101 Philosophy Problems
- Author: Martin Cohen
- Language: English
- Subject: Philosophy
- Genre: popular philosophy
- Published: 1999 (Routledge Taylor Francis)
- Publication place: UK
- Media type: Paperback, hardback, electronic
- Pages: 238 (third edition, 2007)
- ISBN: 978-0-415-40402-0
- OCLC: 75713360
- Dewey Decimal: 100 22
- LC Class: BD21 .C635 2007

= 101 Philosophy Problems =

1999 book by Martin Cohen

101 Philosophy Problems (1999) is a philosophy book for a general audiences by Martin Cohen published by Routledge.

==Format and summary==
The format of the book was unique and later copied by other authors. For example, in Julian Baggini's The Pig That Wants to Be Eaten it was observed that the books "format is essentially the same as that first successfully introduced by Martin Cohen's 101 Philosophy Problems."

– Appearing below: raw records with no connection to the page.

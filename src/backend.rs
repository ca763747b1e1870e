//! The consumer/backend contract.
//!
//! A [`Parser`](crate::parser::Parser) is generic over a `Backend`
//! implementation the same way `peejay::parser<Backend>` is generic over a
//! backend type meeting its `backend` concept (see
//! `original_source/include/peejay/concepts.hpp`): there is no runtime
//! polymorphism on this edge, only monomorphization, matching the design
//! note in spec.md §9 ("Generic consumer").
//!
//! This crate does not ship a DOM or null backend — both are named as
//! out-of-scope external collaborators in spec.md §1. A minimal recording
//! backend used purely for tests lives under `tests/` and `#[cfg(test)]`.

/// Receives events as the parser recognizes tokens in the input.
///
/// Every method returns `Result<(), Self::Error>`; a non-`Ok` return
/// becomes the parser's sticky error and all further input is discarded
/// (spec.md §5, "Cancellation").
pub trait Backend {
    /// The error type a backend may report from any callback. Propagated
    /// as [`crate::error::ParseError::Backend`].
    type Error: std::fmt::Debug;

    /// The type returned by [`Backend::result`], called once from
    /// `Parser::eof()`.
    type Output;

    /// Whether this backend accepts floating-point values at all. When
    /// `false`, any number requiring a fractional part or exponent becomes
    /// `JsonError::NumberOutOfRange` instead of reaching [`Backend::float_value`],
    /// matching the `float_type = none` policy in spec.md §6.
    const FLOAT_ENABLED: bool = true;

    fn string_value(&mut self, value: &str) -> Result<(), Self::Error>;
    fn key(&mut self, value: &str) -> Result<(), Self::Error>;
    fn integer_value(&mut self, value: i64) -> Result<(), Self::Error>;

    /// Called for a number with a non-zero fractional part, or one the
    /// integer near-equality check (spec.md §4.2, "end-of-number") could
    /// not round to an integer. Never called when `FLOAT_ENABLED` is
    /// `false`.
    fn float_value(&mut self, value: f64) -> Result<(), Self::Error>;

    fn boolean_value(&mut self, value: bool) -> Result<(), Self::Error>;
    fn null_value(&mut self) -> Result<(), Self::Error>;

    fn begin_array(&mut self) -> Result<(), Self::Error>;
    fn end_array(&mut self) -> Result<(), Self::Error>;

    fn begin_object(&mut self) -> Result<(), Self::Error>;
    fn end_object(&mut self) -> Result<(), Self::Error>;

    /// Called once from `Parser::eof()`. Its return value becomes the
    /// parser's own return value, regardless of whether an error was
    /// latched during the parse (spec.md §7, item 1).
    fn result(&mut self) -> Self::Output;
}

In a review for the Times Higher Education Supplement (London), Harry Gensler, Professor of philosophy, at John Carroll University, Cleveland, describes the book:

"The book has 101 humorous little stories, each with a philosophical problem (not however, necessarily, the usual Unsolved problems in philosophy). For example, problem 54 is about Mr Megasoft, who dies leaving his fortune to his favourite computer. Megasoft's children take the matter to court, contending that the computer cannot think and so cannot inherit money. Mr Megasoft's lawyers claim that the computer can think. But on what grounds can we say that computers can or cannot think?"

Other stories deal with paradoxes, ethics, aesthetics, perception, time, God, physics, and knowledge and include problems from Zeno, Descartes, Russell, Nelson Goodman, Edmund Gettier and others. The problems are followed by a discussion section and a glossary.

==Reception==
In a review for The Philosopher, Dr. Zenon Stavrinides says that:

"Both in regard to its structure and the style in which it is written, it is very unconventional. The first part of the book consists of a series of very short stories or narrative texts, grouped by subject-matter, setting out problems or puzzles of philosophical interest. Some of these problems are well-known in philosophical literature, e.g. the paradox of Epimenides the Cretan, who said: 'All Cretans are liars'. In the second part of the book, entitled 'Discussions', Cohen provides explanations and analyses of the issues raised by each of the problems, with some references to the treatment offered by particular historical philosophers. These discussions are intelligent and balanced, if (in most cases at least) inevitably inconclusive."

101 Philosophy Problems has been reviewed in The Philosophers Magazine by Julian Baggini (Summer 1999); the Ilkley Gazette (May 29, 1999 ); The Guardian (5.11.1999); and Der Spiegel (2001).

==Editions==
It has had three English editions and been translated into German, Dutch, Greek, Estonian, Korean, Chinese, Spanish, Portuguese, Japanese and other languages. The German translation has alone run to three editions, one by Campus and two by Piper, including a massmarket hardback edition. There also an edition in Persian.